The Morrison Government will invest over $40 million to provide affordable access to two new medicine listings through the Pharmaceutical Benefits Scheme (PBS), helping Australians with opiate addiction and those suffering breathlessness throughout their final stages of life.
Under the PBS, new treatments for opiate dependency and chronic breathlessness will now be available to patients in need.
Two new PBS listings from 1 September will include:
Buvidal® (Buprenorphine) will be listed on the PBS, to help treat patients living with opiate dependency;
- Every day in Australia, nearly 150 hospitalisations and 14 emergency department admissions involve opioid harm, and three people die from drug-induced deaths involving opioid use.

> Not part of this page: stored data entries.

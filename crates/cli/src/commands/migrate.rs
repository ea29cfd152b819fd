//! Database migration command.
//!
//! # Usage
//!
//! ```bash
//! tandem-cli migrate
//! ```
//!
//! # Environment Variables
//!
//! - `ADMIN_DATABASE_URL` - `PostgreSQL` connection string for the catalog
//!   (falls back to `DATABASE_URL`)
//!
//! Migration files live in `crates/admin/migrations/` and are embedded at
//! compile time.

use secrecy::ExposeSecret;
use sqlx::PgPool;

use super::{CommandError, database_url};

/// Run catalog database migrations.
///
/// # Errors
///
/// Returns an error if the database is unreachable or a migration fails.
pub async fn run() -> Result<(), CommandError> {
    let database_url = database_url()?;

    tracing::info!("Connecting to catalog database...");
    let pool = PgPool::connect(database_url.expose_secret()).await?;

    tracing::info!("Running catalog migrations...");
    sqlx::migrate!("../admin/migrations").run(&pool).await?;

    tracing::info!("Catalog migrations complete!");
    Ok(())
}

- Buvidal® is a medicine used to treat opioid dependence in patients who are also receiving medical, social and psychological support.
- It works by decreasing the effects of opioid dependency such as withdrawal symptoms and cravings to use opioids.
- Over 110,000 Australians are currently struggling with opioid dependence with increasing deaths from overdose, 1119 deaths in 2016.
- On an average day approximately 50,000 people receive currently available treatment for their opioid dependence at 2,852 dosing points across Australia.
- Buvidal provides a more flexible option for people to manage their addiction replacing daily treatment at a pharmacy or dosing point with weekly or monthly injection, removing cost burden for daily dispensing, reducing travel requirements, especially in regional Australia.
- This medicine will be free for people in need as it will be listed on the Government’s section 100 Opiate Dependence Treatment Program, which does not have any co-payments.
- Without PBS subsidy, the drug could cost up to $92 per script (treatment durations are weekly or monthly) of treatment with the Government investing up to $4,800 for each person per year.
- Buvidal was developed by Swedish medical research company Camurus with clinical trials undertaken in NSW, VIC & SA.
- This listing follows calls for new treatments from addiction medicine specialists and the NSW Coroner for new options to curb addiction.
Kapanol® (Morphine) will be extended on the PBS to include a new indication on the Palliative Care Schedule;
- Kapanol® helps with the relief of distressing chronic breathlessness in the palliative care of patients with severe chronic obstructive pulmonary disease (COPD), cardiac failure, malignancy or other causes.
- This medicine will assist those who are suffering, when they need it most.
- An average of 19,882 patients per year will benefit from this listing.
- Without the PBS subsidy patients would pay more than $143 per course of treatment.
- Under the PBS, this medicines will now be available to patients for just $40.30 per script, or $6.50 with a concession card.
Every medicine was recommended to be added to the PBS by the independent expert Pharmaceutical Benefits Advisory Committee.
By law the Morrison Government cannot list a new medicine without a positive recommendation from the PBAC.
Unlike Labor, we are subsidising all medicines recommended by the independent medical experts.
Since 2013, our Government has made more than 2,100 new or amended medicines listings on the PBS.
This represents an average of around 30 listings per month, or one each day at an overall cost of around $10.6 billion.
Our commitment to the PBS is rock solid. Together with Medicare, it is the foundation of our world-class health care system.